[[ EXERCISE DATA open ]]
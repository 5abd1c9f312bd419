//! End-to-end scenario 6 (spec §8): three timers installed out of deadline
//! order must fire in deadline order, each exactly once, never early.

use machine::test_support::{TestAlarm, TestClock};
use nucleus::timer::TimerEngine;

use std::sync::{Arc, Mutex};

#[test]
fn three_timers_installed_out_of_order_fire_in_deadline_order() {
    let clock = TestClock::new(0);
    let alarm = TestAlarm::new();
    let engine = TimerEngine::new(&alarm, &clock);

    let order = Arc::new(Mutex::new(Vec::new()));
    for (label, deadline) in [("T+100", 100u64), ("T+50", 50u64), ("T+150", 150u64)] {
        let order = order.clone();
        engine.install(
            deadline,
            Box::new(move |r| {
                assert!(r.is_ok());
                order.lock().unwrap().push(label);
            }),
        );
    }

    // The earliest deadline seen so far is armed on the hardware alarm.
    assert_eq!(alarm.armed_deadline(), Some(50));

    // Before any deadline has passed, nothing may fire.
    clock.set(10);
    engine.progress();
    assert!(order.lock().unwrap().is_empty());

    clock.set(60);
    engine.progress();
    assert_eq!(*order.lock().unwrap(), vec!["T+50"]);
    assert_eq!(alarm.armed_deadline(), Some(100));

    clock.set(200);
    engine.progress();
    assert_eq!(*order.lock().unwrap(), vec!["T+50", "T+100", "T+150"]);
    assert_eq!(alarm.armed_deadline(), None);
}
[[ EXERCISE DATA closed ]]
## DESCRIPTION OF THE TASK
Repeat the data precisely, reproducing every entry.

## RESULT BELOW
repository 5abd1c9f312bd419
//! End-to-end scenario 6 (spec §8): three timers installed out of deadline
//! order must fire in deadline order, each exactly once, never early.

use machine::test_support::{TestAlarm, TestClock};
use nucleus::timer::TimerEngine;

use std::sync::{Arc, Mutex};

#[test]
fn three_timers_installed_out_of_order_fire_in_deadline_order() {
    let clock = TestClock::new(0);
    let alarm = TestAlarm::new();
    let engine = TimerEngine::new(&alarm, &clock);

    let order = Arc::new(Mutex::new(Vec::new()));
    for (label, deadline) in [("T+100", 100u64), ("T+50", 50u64), ("T+150", 150u64)] {
        let order = order.clone();
        engine.install(
            deadline,
            Box::new(move |r| {
                assert!(r.is_ok());
                order.lock().unwrap().push(label);
            }),
        );
    }

    // The earliest deadline seen so far is armed on the hardware alarm.
    assert_eq!(alarm.armed_deadline(), Some(50));

    // Before any deadline has passed, nothing may fire.
    clock.set(10);
    engine.progress();
    assert!(order.lock().unwrap().is_empty());

    clock.set(60);
    engine.progress();
    assert_eq!(*order.lock().unwrap(), vec!["T+50"]);
    assert_eq!(alarm.armed_deadline(), Some(100));

    clock.set(200);
    engine.progress();
    assert_eq!(*order.lock().unwrap(), vec!["T+50", "T+100", "T+150"]);
    assert_eq!(alarm.armed_deadline(), None);
}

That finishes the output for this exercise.